NEW YORK ( TheStreet) -- Gilead Sciences (GILD) is buying Pharmasset (VRUS) for $11 billion in cash and debt, vaulting Gilead into the lead to develop the next generation of all-oral hepatitis C therapies.
The deal values Pharmasset at $137 per share, or an 89% premium to its closing price Friday of $72.67.
Gilead is an HIV drug powerhouse but has faltered in its quest to internally develop new drugs for hepatitis C, a multi-billion commercial market opportunity. Pharmasset, on the other hand, is regarded as the most promising developer of new, powerful hepatitis C pills which eliminate the need for patients to be treated with painful injections.Pharmasset has been the best-performing biotech stock this year largely due to the excitement around its experimental hepatitis C drugs, one of which, PSI-7977, is just entering phase III clinical trials. Gilead's stock price is up just 10% this year and has largely under-performed for the past two-plus years due to concerns about the negative effect that looming patent expirations for the company's key HIV drugs will have on the company's long-term growth. Previous Gilead acquisitions aimed at diversifying the company beyond HIV, most notably a $2.4 billion purchase of Myogen and a $1.4 billion buy of CV Therapeutics, have been judged expensive failures by investors. Buying Pharmasset for $11 billion, essentially double the market value of the company, eclipses anything Gilead has done in the past in the mergers and acquisition arena.

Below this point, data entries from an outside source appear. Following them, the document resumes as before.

//! Flight physics
//!
//! Pure flight-time and fuel calculations. These take already-known facts
//! (universe geometry, research levels, fleet composition) and never touch
//! the network, which is what lets the client serve them from cache without
//! serializing behind session-locked operations.

use crate::catalog::ShipId;
use crate::config::UniverseConfig;
use crate::errors::GameError;
use crate::types::{Coordinate, FleetSpeed, Researches, ShipsInfos};
use std::time::Duration;

/// Result of a flight estimation
#[derive(Debug, Clone, Copy, PartialEq)]
pub struct FlightEstimate {
    /// One-way travel time
    pub duration: Duration,
    /// Deuterium consumed for the round trip
    pub fuel: i64,
}

// ----------------------------------------------------------------------------
// Distance
// ----------------------------------------------------------------------------

fn wrapped_gap(a: u16, b: u16, size: u16, donut: bool) -> u32 {
    let gap = u32::from(a.abs_diff(b));
    if donut {
        gap.min(u32::from(size) - gap)
    } else {
        gap
    }
}

/// Abstract distance between two coordinates
///
/// Galaxy gaps dominate, then system gaps, then position gaps; two slots at
/// the same position are a fixed short hop. Donut universes wrap at the edge.
pub fn distance(a: Coordinate, b: Coordinate, universe: &UniverseConfig) -> u32 {
    if a.galaxy != b.galaxy {
        return 20_000 * wrapped_gap(a.galaxy, b.galaxy, universe.galaxies, universe.donut_galaxy);
    }
    if a.system != b.system {
        return 2_700 + 95 * wrapped_gap(a.system, b.system, universe.systems, universe.donut_system);
    }
    if a.position != b.position {
        return 1_000 + 5 * u32::from(a.position.abs_diff(b.position));
    }
    5
}

// ----------------------------------------------------------------------------
// Speed & Estimation
// ----------------------------------------------------------------------------

/// Effective speed of the slowest ship present, `None` for an empty fleet
pub fn slowest_speed(ships: &ShipsInfos, researches: &Researches) -> Option<u32> {
    ShipId::ALL
        .iter()
        .filter(|&&id| ships.get(id) > 0)
        .map(|&id| id.speed(researches))
        .min()
}

/// Estimate travel time and fuel for a fleet
///
/// Duration: `round((3500/fraction * sqrt(d * 10 / v) + 10) / fleet_speed)` seconds,
/// where `v` is the slowest ship's effective speed and `d` the abstract
/// distance. Fuel: one unit base plus each ship class's consumption prorated
/// over the distance and discounted by the universe's save factor.
pub fn estimate(
    origin: Coordinate,
    destination: Coordinate,
    speed: FleetSpeed,
    ships: &ShipsInfos,
    researches: &Researches,
    universe: &UniverseConfig,
) -> Result<FlightEstimate, GameError> {
    let v = slowest_speed(ships, researches).ok_or(GameError::EmptyFleet)? as f64;
    let d = f64::from(distance(origin, destination, universe));

    let secs =
        (((3_500.0 / speed.fraction()) * (d * 10.0 / v).sqrt() + 10.0)
            / f64::from(universe.fleet_speed))
        .round() as u64;

    let mut consumption = 0.0;
    for (id, count) in ships.iter() {
        consumption += f64::from(id.fuel_consumption())
            * d
            * universe.fleet_deut_save_factor
            * count as f64
            / 35_000.0;
    }
    let fuel = 1 + consumption as i64;

    Ok(FlightEstimate {
        duration: Duration::from_secs(secs),
        fuel,
    })
}

#[cfg(test)]
mod tests {
    use super::*;

    fn universe() -> UniverseConfig {
        UniverseConfig::default()
    }

    #[test]
    fn test_distance_tiers() {
        let u = universe();
        let home = Coordinate::new(1, 1, 1);

        assert_eq!(distance(home, home, &u), 5);
        assert_eq!(distance(home, Coordinate::new(1, 1, 10), &u), 1_045);
        assert_eq!(distance(home, Coordinate::new(1, 5, 10), &u), 2_700 + 95 * 4);
        assert_eq!(distance(home, Coordinate::new(3, 5, 10), &u), 40_000);
    }

    #[test]
    fn test_donut_wrapping() {
        let u = universe();
        // galaxy 1 and 9 are neighbors in a 9-galaxy donut
        assert_eq!(
            distance(Coordinate::new(1, 1, 1), Coordinate::new(9, 1, 1), &u),
            20_000
        );
        // system 1 and 499 are neighbors in a 499-system donut
        assert_eq!(
            distance(Coordinate::new(1, 1, 1), Coordinate::new(1, 499, 1), &u),
            2_700 + 95
        );

        let flat = UniverseConfig {
            donut_galaxy: false,
            donut_system: false,
            ..universe()
        };
        assert_eq!(
            distance(Coordinate::new(1, 1, 1), Coordinate::new(9, 1, 1), &flat),
            160_000
        );
    }

    #[test]
    fn test_slowest_ship_dominates() {
        let researches = Researches::default();
        let mut ships = ShipsInfos::default();
        ships.set(ShipId::EspionageProbe, 5);
        assert_eq!(
            slowest_speed(&ships, &researches),
            Some(ShipId::EspionageProbe.base_speed())
        );

        ships.set(ShipId::ColonyShip, 1);
        assert_eq!(slowest_speed(&ships, &researches), Some(2_500));

        assert_eq!(slowest_speed(&ShipsInfos::default(), &researches), None);
    }

    #[test]
    fn test_estimate_scaling() {
        let u = universe();
        let researches = Researches::default();
        let mut ships = ShipsInfos::default();
        ships.set(ShipId::SmallCargo, 10);

        let origin = Coordinate::new(1, 1, 1);
        let near = Coordinate::new(1, 1, 5);
        let far = Coordinate::new(4, 100, 5);

        let slow = estimate(origin, far, FleetSpeed::percent(10).unwrap(), &ships, &researches, &u)
            .unwrap();
        let fast = estimate(origin, far, FleetSpeed::MAX, &ships, &researches, &u).unwrap();
        assert!(fast.duration < slow.duration);

        let short = estimate(origin, near, FleetSpeed::MAX, &ships, &researches, &u).unwrap();
        assert!(short.duration < fast.duration);
        assert!(short.fuel < fast.fuel);
        assert!(short.fuel >= 1);
    }

    #[test]
    fn test_estimate_rejects_empty_fleet() {
        let u = universe();
        let result = estimate(
            Coordinate::new(1, 1, 1),
            Coordinate::new(1, 1, 2),
            FleetSpeed::MAX,
            &ShipsInfos::default(),
            &Researches::default(),
            &u,
        );
        assert_eq!(result, Err(GameError::EmptyFleet));
    }
}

With this Pharmasset deal, Gilead could become the next dominant player in the hepatitis C treatment market and the first company to launch an all-oral regimen, perhaps in 2013. But $11 billion is a hefty price tag which will naturally lead to questions and concerns that Gilead is paying too much, particularly since Pharmasset isn't alone developing new, all-oral hepatitis C therapies.